And that's exactly how it feels.
Truly, I can barely wrap my mind around that number. 7 years. That long since I birthed her, and said "hello" and "goodbye" on the same day? On March 16, it'll have been 7 years of missing her. 7 years of her birthday life celebrations. 7 years of memorial candlelight services and remembrance walks. 7 years of anniversary dates, such as when I discovered I was pregnant, when we were told she was a girl (although I always knew in my heart she was), when we left her in that little white box at a cemetery. 7 years of mothering her legacy.
It seems like you blink and the years just flicker by.
With 7 years, I have come to the place of learning what it means to be Lily's mommy. I have learned how to love her in the ways I can on Earth. I have learned that the pain doesn't always cut as deeply as those first months and years. It truly does become a dull ache that is just a part of you. Etched into the core of your heart and soul.

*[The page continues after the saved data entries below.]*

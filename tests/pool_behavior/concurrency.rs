// ABOUTME: Behavioral tests for the per-destination concurrency bound and permit accounting

use std::time::Duration;

use crate::fixtures::{config, dispatcher, key, wait_until, ScriptedConnector};
use overlay_https::pool::ConnectionPoolRegistry;
use overlay_https::request::{HttpsRequest, RequestEvent};

/// A third request against a pool of two waits until one of the first two releases
#[tokio::test(flavor = "multi_thread", worker_threads = 4)]
async fn test_third_request_blocks_until_release() {
    let connector = ScriptedConnector::new();
    let gate = connector.gate();
    let dispatcher = dispatcher(&connector, &config(2));

    let mut first = dispatcher.submit(HttpsRequest::new("https://svcA/1")).unwrap();
    let mut second = dispatcher.submit(HttpsRequest::new("https://svcA/2")).unwrap();
    assert!(matches!(first.events.recv().await, Some(RequestEvent::Ready { .. })));
    assert!(matches!(second.events.recv().await, Some(RequestEvent::Ready { .. })));

    let mut third = dispatcher.submit(HttpsRequest::new("https://svcA/3")).unwrap();
    let waited = tokio::time::timeout(Duration::from_millis(150), third.events.recv()).await;
    assert!(waited.is_err(), "Third request must not get a client while both are busy");
    assert_eq!(dispatcher.registry().stats(&key("svca")).unwrap().available_permits, 0);

    // Let exactly one of the first two finish
    gate.add_permits(1);

    let ready = tokio::time::timeout(Duration::from_secs(2), third.events.recv())
        .await
        .expect("third request should acquire after a release");
    assert!(matches!(ready, Some(RequestEvent::Ready { .. })));

    gate.add_permits(2);
    for submitted in [first, second, third] {
        assert_eq!(submitted.collect().await.unwrap().head.code, 200);
    }

    let stats = dispatcher.registry().stats(&key("svca")).unwrap();
    assert_eq!(stats.active, 0);
    assert_eq!(stats.available_permits, 2);
    assert_eq!(connector.state.connects(), 2, "No extra clients for a saturated pool");
}

/// Under load the number of in-flight requests never exceeds the pool size
#[tokio::test(flavor = "multi_thread", worker_threads = 4)]
async fn test_in_flight_never_exceeds_capacity() {
    let connector = ScriptedConnector::new();
    connector.delay(Duration::from_millis(10));
    let dispatcher = dispatcher(&connector, &config(3));

    let submitted: Vec<_> = (0..20)
        .map(|i| {
            dispatcher
                .submit(HttpsRequest::new(format!("https://svcA/{i}")))
                .unwrap()
        })
        .collect();

    for request in submitted {
        assert_eq!(request.collect().await.unwrap().head.code, 200);
    }

    assert!(
        connector.state.max_in_flight() <= 3,
        "saw {} concurrent requests on a pool of 3",
        connector.state.max_in_flight()
    );
    let stats = dispatcher.registry().stats(&key("svca")).unwrap();
    assert_eq!(stats.available_permits + stats.active, stats.capacity);
    assert_eq!(stats.available_permits, 3);
    assert_eq!(dispatcher.registry().metrics_snapshot().requests_total, 20);
}

/// Acquire/release pairs keep permits + active == capacity after each pair
#[tokio::test]
async fn test_permit_accounting_after_each_pair() {
    let connector = ScriptedConnector::new();
    let registry = ConnectionPoolRegistry::new(connector, &config(3));
    let pool = registry.pool_for(&key("svca")).await.unwrap();

    for round in 0..6 {
        let a = pool.acquire().await.unwrap();
        let b = pool.acquire().await.unwrap();
        let mid = pool.stats();
        assert_eq!(mid.active, 2);
        assert_eq!(mid.available_permits + mid.active, 3);

        a.release(round % 2 == 0);
        b.release(false);

        let after = pool.stats();
        assert_eq!(after.active, 0);
        assert_eq!(after.available_permits, 3, "round {round}");
    }
}

/// Requests to different destinations do not share a bound
#[tokio::test(flavor = "multi_thread", worker_threads = 4)]
async fn test_destinations_have_independent_bounds() {
    let connector = ScriptedConnector::new();
    let gate = connector.gate();
    let dispatcher = dispatcher(&connector, &config(1));

    let mut a = dispatcher.submit(HttpsRequest::new("https://svcA/")).unwrap();
    let mut b = dispatcher.submit(HttpsRequest::new("https://svcB/")).unwrap();
    assert!(matches!(a.events.recv().await, Some(RequestEvent::Ready { .. })));
    assert!(matches!(b.events.recv().await, Some(RequestEvent::Ready { .. })));

    gate.add_permits(2);
    a.collect().await.unwrap();
    b.collect().await.unwrap();

    wait_until(|| dispatcher.registry().metrics_snapshot().requests_in_flight == 0).await;
    assert_eq!(dispatcher.registry().destinations().len(), 2);
}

For those who are early on in the days of missing their baby, know that the heart-wrenching pain eases up. But don't ever let someone fool you into thinking it goes away, if that it *should* go away in order to be "properly healed." You can carry on and have a beautiful and purposeful life, enriched in many ways *because of* your sweet baby. But there will always be that dull ache, that yearning for what might have been, that "haunting of a lifetime of wonder."
The longing and wonder have become familiar companions. I wonder who my darling Lily-girl would be today, in the 1st grade and approaching 7-years-old. I picture myself at that age and how many memories I have from before age 7, and realize just how much life she should have already lived.
She is a beautiful mystery, to be discovered one day when I see her again.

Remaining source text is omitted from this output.